Я только что была исполнена смешной национальной гордости и готова почивать на лаврах популярности моих земляков-казанов, но после дифирамбов Тани мне стало так жаль всех тех русых и голубоглазых Сергеев, Антонов и Максимов, что захотелось положить хоть какую-нибудь гирьку на их чашу весов, беспомощно болтающуюся высоко в воздухе. Думаю, что не предала национальных интересов рассказом о красивой соседке Ларисе, которая приехала аж с Сахалина, чтобы выйти замуж за весельчака и лентяя Зорана, и теперь и летом и зимой стоит на рынке, а каждой осенью сама ищет того, кто привезет ей дров.
Поезд сбавляет скорость, вот-вот остановимся в Чернигове. У Тани в глазах новый блеск, надевает кроссовки и берет кошелек.
— Чтобы вы знали, в Чернигове можно купить фрукты и стеклянные сувениры. Я в прошлом году купила дешевую люстру. Но лучше спуститься на перрон — те, что приносят в поезд, больше берут, — сказала она и исчезла на слабо освещенном перроне.

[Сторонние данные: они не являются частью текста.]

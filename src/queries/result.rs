//! Query results as plain rows of typed cells, plus CSV/JSON export.

use crate::db::StorageError;
use polars::prelude::*;
use rusqlite::types::ValueRef;
use rusqlite::{Connection, Params};
use serde::Serialize;
use std::fmt;
use std::fs::{self, File};
use std::path::Path;
use thiserror::Error;

#[derive(Error, Debug)]
pub enum ExportError {
    #[error("IO error: {0}")]
    Io(#[from] std::io::Error),
    #[error("Polars error: {0}")]
    Polars(#[from] PolarsError),
    #[error("JSON error: {0}")]
    Json(#[from] serde_json::Error),
}

/// One value of a result row.
#[derive(Debug, Clone, PartialEq, Serialize)]
#[serde(untagged)]
pub enum Cell {
    Null,
    Integer(i64),
    Real(f64),
    Text(String),
}

impl Cell {
    pub fn as_f64(&self) -> Option<f64> {
        match self {
            Cell::Integer(i) => Some(*i as f64),
            Cell::Real(f) => Some(*f),
            _ => None,
        }
    }

    pub fn is_null(&self) -> bool {
        matches!(self, Cell::Null)
    }
}

impl From<ValueRef<'_>> for Cell {
    fn from(value: ValueRef<'_>) -> Self {
        match value {
            ValueRef::Null => Cell::Null,
            ValueRef::Integer(i) => Cell::Integer(i),
            ValueRef::Real(f) => Cell::Real(f),
            ValueRef::Text(t) => Cell::Text(String::from_utf8_lossy(t).into_owned()),
            ValueRef::Blob(b) => Cell::Text(format!("<{} bytes>", b.len())),
        }
    }
}

impl fmt::Display for Cell {
    fn fmt(&self, f: &mut fmt::Formatter<'_>) -> fmt::Result {
        match self {
            Cell::Null => f.write_str("-"),
            Cell::Integer(i) => write!(f, "{}", i),
            Cell::Real(v) => write!(f, "{:.2}", v),
            Cell::Text(s) => f.write_str(s),
        }
    }
}

/// Column names and rows returned by one statement.
#[derive(Debug, Clone, PartialEq, Serialize)]
pub struct QueryResult {
    pub title: String,
    pub columns: Vec<String>,
    pub rows: Vec<Vec<Cell>>,
}

impl QueryResult {
    pub fn is_empty(&self) -> bool {
        self.rows.is_empty()
    }

    pub fn column_index(&self, name: &str) -> Option<usize> {
        self.columns.iter().position(|c| c == name)
    }

    /// All cells of one column, top to bottom.
    pub fn column(&self, name: &str) -> Option<Vec<&Cell>> {
        let idx = self.column_index(name)?;
        Some(self.rows.iter().filter_map(|row| row.get(idx)).collect())
    }

    /// Convert to a DataFrame, typing each column from its cells.
    pub fn to_dataframe(&self) -> Result<DataFrame, PolarsError> {
        let columns = self
            .columns
            .iter()
            .enumerate()
            .map(|(idx, name)| {
                let cells: Vec<&Cell> = self.rows.iter().filter_map(|r| r.get(idx)).collect();
                let name: PlSmallStr = name.as_str().into();
                if cells
                    .iter()
                    .all(|c| matches!(c, Cell::Integer(_) | Cell::Null))
                {
                    let values: Vec<Option<i64>> = cells
                        .iter()
                        .map(|c| match c {
                            Cell::Integer(i) => Some(*i),
                            _ => None,
                        })
                        .collect();
                    Column::new(name, values)
                } else if cells
                    .iter()
                    .all(|c| matches!(c, Cell::Integer(_) | Cell::Real(_) | Cell::Null))
                {
                    let values: Vec<Option<f64>> = cells.iter().map(|c| c.as_f64()).collect();
                    Column::new(name, values)
                } else {
                    let values: Vec<Option<String>> = cells
                        .iter()
                        .map(|c| match c {
                            Cell::Null => None,
                            Cell::Text(s) => Some(s.clone()),
                            other => Some(other.to_string()),
                        })
                        .collect();
                    Column::new(name, values)
                }
            })
            .collect();
        DataFrame::new(columns)
    }

    pub fn write_csv(&self, path: &Path) -> Result<(), ExportError> {
        let mut df = self.to_dataframe()?;
        let mut file = File::create(path)?;
        CsvWriter::new(&mut file)
            .include_header(true)
            .finish(&mut df)?;
        Ok(())
    }

    pub fn to_json(&self) -> Result<String, ExportError> {
        Ok(serde_json::to_string_pretty(self)?)
    }

    pub fn write_json(&self, path: &Path) -> Result<(), ExportError> {
        fs::write(path, self.to_json()?)?;
        Ok(())
    }
}

/// Run a statement and collect every row.
pub(crate) fn fetch<P: Params>(
    conn: &Connection,
    title: &str,
    sql: &str,
    params: P,
) -> Result<QueryResult, StorageError> {
    let mut stmt = conn.prepare(sql)?;
    let columns: Vec<String> = stmt
        .column_names()
        .into_iter()
        .map(String::from)
        .collect();
    let width = columns.len();

    let mut rows = stmt.query(params)?;
    let mut out = Vec::new();
    while let Some(row) = rows.next()? {
        let mut cells = Vec::with_capacity(width);
        for i in 0..width {
            cells.push(Cell::from(row.get_ref(i)?));
        }
        out.push(cells);
    }

    Ok(QueryResult {
        title: title.to_string(),
        columns,
        rows: out,
    })
}

#[cfg(test)]
mod tests {
    use super::*;

    fn sample() -> QueryResult {
        QueryResult {
            title: "Arrests".into(),
            columns: vec!["label".into(), "count".into(), "rate".into()],
            rows: vec![
                vec![Cell::Text("Day".into()), Cell::Integer(4), Cell::Real(25.0)],
                vec![Cell::Text("Night".into()), Cell::Integer(4), Cell::Integer(75)],
            ],
        }
    }

    #[test]
    fn dataframe_columns_are_typed() {
        let df = sample().to_dataframe().unwrap();
        assert_eq!(df.shape(), (2, 3));
        assert_eq!(df.column("label").unwrap().dtype(), &DataType::String);
        assert_eq!(df.column("count").unwrap().dtype(), &DataType::Int64);
        assert_eq!(df.column("rate").unwrap().dtype(), &DataType::Float64);
    }

    #[test]
    fn csv_export_writes_header_and_rows() {
        let dir = tempfile::TempDir::new().unwrap();
        let path = dir.path().join("out.csv");
        sample().write_csv(&path).unwrap();
        let text = std::fs::read_to_string(&path).unwrap();
        let mut lines = text.lines();
        assert_eq!(lines.next(), Some("label,count,rate"));
        assert_eq!(lines.count(), 2);
    }

    #[test]
    fn json_uses_plain_values() {
        let json: serde_json::Value = serde_json::from_str(&sample().to_json().unwrap()).unwrap();
        assert_eq!(json["rows"][0][0], "Day");
        assert_eq!(json["rows"][1][1], 4);
        assert_eq!(json["rows"][0][2], 25.0);
    }
}
//! Chi-Square Test Module
//! Pearson's test of independence between two categorical columns.

use crate::db::{Database, StorageError};
use statrs::distribution::{ChiSquared, ContinuousCDF};
use std::collections::BTreeSet;
use thiserror::Error;
use tracing::debug;

/// Significance threshold for the test
pub const SIGNIFICANCE_THRESHOLD: f64 = 0.05;

#[derive(Error, Debug)]
pub enum StatsError {
    #[error("Need at least a 2x2 table with non-empty rows and columns, got {rows}x{cols}")]
    InsufficientData { rows: usize, cols: usize },
    #[error("Distribution error: {0}")]
    Distribution(String),
    #[error(transparent)]
    Storage(#[from] StorageError),
}

/// Columns that may be cross-tabulated. Anything else never reaches SQL.
#[derive(Debug, Clone, Copy, PartialEq, Eq, clap::ValueEnum)]
pub enum CategoricalColumn {
    Violation,
    IsArrested,
    SearchConducted,
    DrugsRelatedStop,
    DriverGender,
    CountryName,
    StopDuration,
    StopOutcome,
    TimeOfDay,
    AgeCategory,
}

impl CategoricalColumn {
    pub fn column_name(&self) -> &'static str {
        match self {
            CategoricalColumn::Violation => "violation",
            CategoricalColumn::IsArrested => "is_arrested",
            CategoricalColumn::SearchConducted => "search_conducted",
            CategoricalColumn::DrugsRelatedStop => "drugs_related_stop",
            CategoricalColumn::DriverGender => "driver_gender",
            CategoricalColumn::CountryName => "country_name",
            CategoricalColumn::StopDuration => "stop_duration",
            CategoricalColumn::StopOutcome => "stop_outcome",
            CategoricalColumn::TimeOfDay => "time_of_day",
            CategoricalColumn::AgeCategory => "age_category",
        }
    }
}

/// Observed counts, `counts[row][col]`.
#[derive(Debug, Clone, PartialEq)]
pub struct ContingencyTable {
    pub row_labels: Vec<String>,
    pub col_labels: Vec<String>,
    pub counts: Vec<Vec<u64>>,
}

impl ContingencyTable {
    pub fn total(&self) -> u64 {
        self.counts.iter().flatten().sum()
    }

    /// Drop rows and columns that sum to zero.
    fn pruned(&self) -> ContingencyTable {
        let keep_rows: Vec<usize> = (0..self.counts.len())
            .filter(|&r| self.counts[r].iter().sum::<u64>() > 0)
            .collect();
        let keep_cols: Vec<usize> = (0..self.col_labels.len())
            .filter(|&c| self.counts.iter().map(|row| row[c]).sum::<u64>() > 0)
            .collect();

        ContingencyTable {
            row_labels: keep_rows.iter().map(|&r| self.row_labels[r].clone()).collect(),
            col_labels: keep_cols.iter().map(|&c| self.col_labels[c].clone()).collect(),
            counts: keep_rows
                .iter()
                .map(|&r| keep_cols.iter().map(|&c| self.counts[r][c]).collect())
                .collect(),
        }
    }
}

#[derive(Debug, Clone, PartialEq)]
pub struct ChiSquareResult {
    pub statistic: f64,
    pub degrees_of_freedom: usize,
    pub p_value: f64,
    /// Effect size in [0, 1]
    pub cramers_v: f64,
    pub is_significant: bool,
}

/// Pearson chi-square test of independence.
pub fn chi_square_independence(table: &ContingencyTable) -> Result<ChiSquareResult, StatsError> {
    let table = table.pruned();
    let rows = table.row_labels.len();
    let cols = table.col_labels.len();
    if rows < 2 || cols < 2 {
        return Err(StatsError::InsufficientData { rows, cols });
    }

    let n = table.total() as f64;
    let row_totals: Vec<f64> = table
        .counts
        .iter()
        .map(|row| row.iter().sum::<u64>() as f64)
        .collect();
    let col_totals: Vec<f64> = (0..cols)
        .map(|c| table.counts.iter().map(|row| row[c]).sum::<u64>() as f64)
        .collect();

    let mut statistic = 0.0;
    for (r, row) in table.counts.iter().enumerate() {
        for (c, &observed) in row.iter().enumerate() {
            let expected = row_totals[r] * col_totals[c] / n;
            statistic += (observed as f64 - expected).powi(2) / expected;
        }
    }

    let dof = (rows - 1) * (cols - 1);
    let dist =
        ChiSquared::new(dof as f64).map_err(|e| StatsError::Distribution(e.to_string()))?;
    let p_value = dist.sf(statistic);
    let cramers_v = (statistic / (n * (rows.min(cols) - 1) as f64)).sqrt();

    Ok(ChiSquareResult {
        statistic,
        degrees_of_freedom: dof,
        p_value,
        cramers_v,
        is_significant: p_value <= SIGNIFICANCE_THRESHOLD,
    })
}

/// Cross-tabulate two columns of `traffic_stops`.
pub fn contingency_table(
    db: &Database,
    rows: CategoricalColumn,
    cols: CategoricalColumn,
) -> Result<ContingencyTable, StatsError> {
    // Both names come from the whitelist above
    let sql = format!(
        "SELECT CAST({r} AS TEXT), CAST({c} AS TEXT), COUNT(*)
         FROM traffic_stops
         GROUP BY {r}, {c}",
        r = rows.column_name(),
        c = cols.column_name()
    );

    let mut stmt = db.connection().prepare(&sql).map_err(StorageError::from)?;
    let cells: Vec<(String, String, i64)> = stmt
        .query_map([], |row| Ok((row.get(0)?, row.get(1)?, row.get(2)?)))
        .map_err(StorageError::from)?
        .collect::<Result<_, _>>()
        .map_err(StorageError::from)?;

    let row_labels: Vec<String> = cells
        .iter()
        .map(|(r, _, _)| r.clone())
        .collect::<BTreeSet<_>>()
        .into_iter()
        .collect();
    let col_labels: Vec<String> = cells
        .iter()
        .map(|(_, c, _)| c.clone())
        .collect::<BTreeSet<_>>()
        .into_iter()
        .collect();

    let mut counts = vec![vec![0u64; col_labels.len()]; row_labels.len()];
    for (r, c, n) in &cells {
        let ri = row_labels.binary_search(r).unwrap_or_default();
        let ci = col_labels.binary_search(c).unwrap_or_default();
        counts[ri][ci] = *n as u64;
    }

    debug!(
        rows = row_labels.len(),
        cols = col_labels.len(),
        "built contingency table"
    );
    Ok(ContingencyTable {
        row_labels,
        col_labels,
        counts,
    })
}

Двадцать минут убеждений бабушек-вязальщиц в том, что нам не нужны шерстяные платки; продавцов фруктов — в том, что верим, что их яблоки и сливы без химии, но нет места в багаже; работников стеклозавода — поначалу в том, что боимся, как бы их красивые изделия не побились (далеко едем), потом — что не хотим, и — как последний аргумент в самообороне — что в жизни не видели более уродливых лебедей.
Дежурный по станции дует в свисток, и торговцы нас поспешно покидают. Поезд уже тронулся, когда вернулась Таня. Разрумянившись и прерывисто дыша, она “жонглировала” ведром яблок и тремя дынями.
— Почем продавали яблоки?
— Одиннадцать гривен.
— Эхе-хе, а я купила за девять. А дыни какие дешевые — почти вдвое, чем на море. Мишка обрадуется! Сыночек мой, больше всего любит дыни.
Мой взгляд машинально поднимается на третью полку, забитую ее багажом. Трудно представить, как она все это загрузила в поезд, и еще труднее — как она все это и ведро яблок с тремя дынями вдобавок унесет домой. Мишка встретит, это понятно, но и у Мишки вряд ли больше двух рук.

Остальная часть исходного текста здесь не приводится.